Brice Jantzem a dressé l’actualité du SDA, après avoir livré un rapide bilan des actions menées ces dernières années. « La profession est aujourd’hui connue et son image meilleure, les résultats du 100 % Santé sont “bons”, mais le sont-ils d’un point de vue qualitatif ?, a-t-il interrogé. Nous devons transmettre les suivis, les comptes rendus... mais également mesurer l’apport de la prestation. »

Le président du SDA a également alerté sur le fait que la réussite de la réforme « a ravivé les appétits, les mauvaises pratiques, les fraudes ». « On voit réapparaître l’itinérance, des plateaux techniques douteux, l’exercice illégal, des filières pour obtenir des diplômes..., a-t-il détaillé. La réforme est-elle allée assez loin ? Est-ce qu’on a assez encadré ? Il reste beaucoup à faire dont le décret de compétences, l’encadrement des publicités qui ne mettent en avant que le produit et le prix, voire la mise en place d’un ordre... »
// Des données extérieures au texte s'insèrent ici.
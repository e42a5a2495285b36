//! Parse error type.

use lox_diagnostic::Diagnostic;
use lox_ir::Token;
use thiserror::Error;

/// A syntax error at a specific token.
#[derive(Clone, Debug, PartialEq, Error)]
#[error("{message}")]
pub struct ParseError {
    /// Token the parser was looking at when it gave up.
    pub token: Token,
    pub message: String,
}

impl ParseError {
    #[cold]
    pub fn new(token: Token, message: impl Into<String>) -> Self {
        ParseError {
            token,
            message: message.into(),
        }
    }

    /// Location label: ` at end` for `Eof`, ` at 'lexeme'` otherwise.
    pub fn location(&self) -> String {
        if self.token.is_eof() {
            " at end".to_string()
        } else {
            format!(" at '{}'", self.token.lexeme)
        }
    }

    pub fn to_diagnostic(&self) -> Diagnostic {
        Diagnostic::new(self.token.line, self.location(), self.message.clone())
    }
}
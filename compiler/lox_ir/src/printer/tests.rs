use super::*;
use crate::{LiteralValue, Token, TokenKind};
use pretty_assertions::assert_eq;

fn tok(kind: TokenKind, lexeme: &str) -> Token {
    Token::new(kind, lexeme, None, 1)
}

fn num(n: f64) -> Expr {
    Expr::Literal(LiteralValue::Number(n))
}

#[test]
fn prints_classic_example() {
    let expr = Expr::binary(
        Expr::unary(tok(TokenKind::Minus, "-"), num(123.0)),
        tok(TokenKind::Star, "*"),
        Expr::grouping(num(45.67)),
    );
    assert_eq!(
        AstPrinter::new().print_expr(&expr),
        "(* (- 123) (group 45.67))"
    );
}

#[test]
fn prints_logical_and_assignment() {
    let expr = Expr::assign(
        tok(TokenKind::Identifier, "a"),
        Expr::logical(
            Expr::Variable(tok(TokenKind::Identifier, "b")),
            tok(TokenKind::And, "and"),
            Expr::Literal(LiteralValue::Nil),
        ),
    );
    assert_eq!(AstPrinter::new().print_expr(&expr), "(= a (and b nil))");
}

#[test]
fn prints_statements() {
    let printer = AstPrinter::new();
    let var = Stmt::Var {
        name: tok(TokenKind::Identifier, "x"),
        initializer: Some(Expr::Literal(LiteralValue::Str("hi".to_string()))),
    };
    let bare = Stmt::Var {
        name: tok(TokenKind::Identifier, "y"),
        initializer: None,
    };
    let branch = Stmt::If {
        condition: Expr::Literal(LiteralValue::Bool(true)),
        then_branch: Box::new(Stmt::Print(num(1.0))),
        else_branch: Some(Box::new(Stmt::Block(vec![]))),
    };
    let looping = Stmt::While {
        condition: Expr::Variable(tok(TokenKind::Identifier, "x")),
        body: Box::new(Stmt::Expression(num(2.0))),
    };

    assert_eq!(printer.print_stmt(&var), "(var x hi)");
    assert_eq!(printer.print_stmt(&bare), "(var y)");
    assert_eq!(printer.print_stmt(&branch), "(if true (print 1) (block))");
    assert_eq!(printer.print_stmt(&looping), "(while x (expr 2))");
}

#[test]
fn prints_program_one_statement_per_line() {
    let program = vec![
        Stmt::Print(num(1.0)),
        Stmt::Block(vec![Stmt::Print(num(2.0)), Stmt::Print(num(3.0))]),
    ];
    assert_eq!(
        AstPrinter::new().print_program(&program),
        "(print 1)\n(block (print 2) (print 3))\n"
    );
}

#[test]
fn prints_deeply_nested_program() {
    let depth = 50_000;
    let mut expr = num(1.0);
    for _ in 0..depth {
        expr = Expr::grouping(expr);
    }
    let mut stmt = Stmt::Print(expr);
    for _ in 0..depth {
        stmt = Stmt::Block(vec![stmt]);
    }

    let expected = format!(
        "{}(print {}1{}){}\n",
        "(block ".repeat(depth),
        "(group ".repeat(depth),
        ")".repeat(depth),
        ")".repeat(depth)
    );
    assert_eq!(AstPrinter::new().print_program(&[stmt]), expected);
}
Pour débattre de cette question, le CNA avait invité, pour la deuxième année consécutive, des membres de l’Ordre des audioprothésistes du Québec. « L’idée d’un ordre mûrit en France ; les choses se mettent en place, a commenté Matthieu Del Rio. Les différentes actions de l’ordre québécois, c’est ce dont on a besoin aujourd’hui ». « Un ordre est une solution parmi d’autres », a ajouté Brice Jantzem.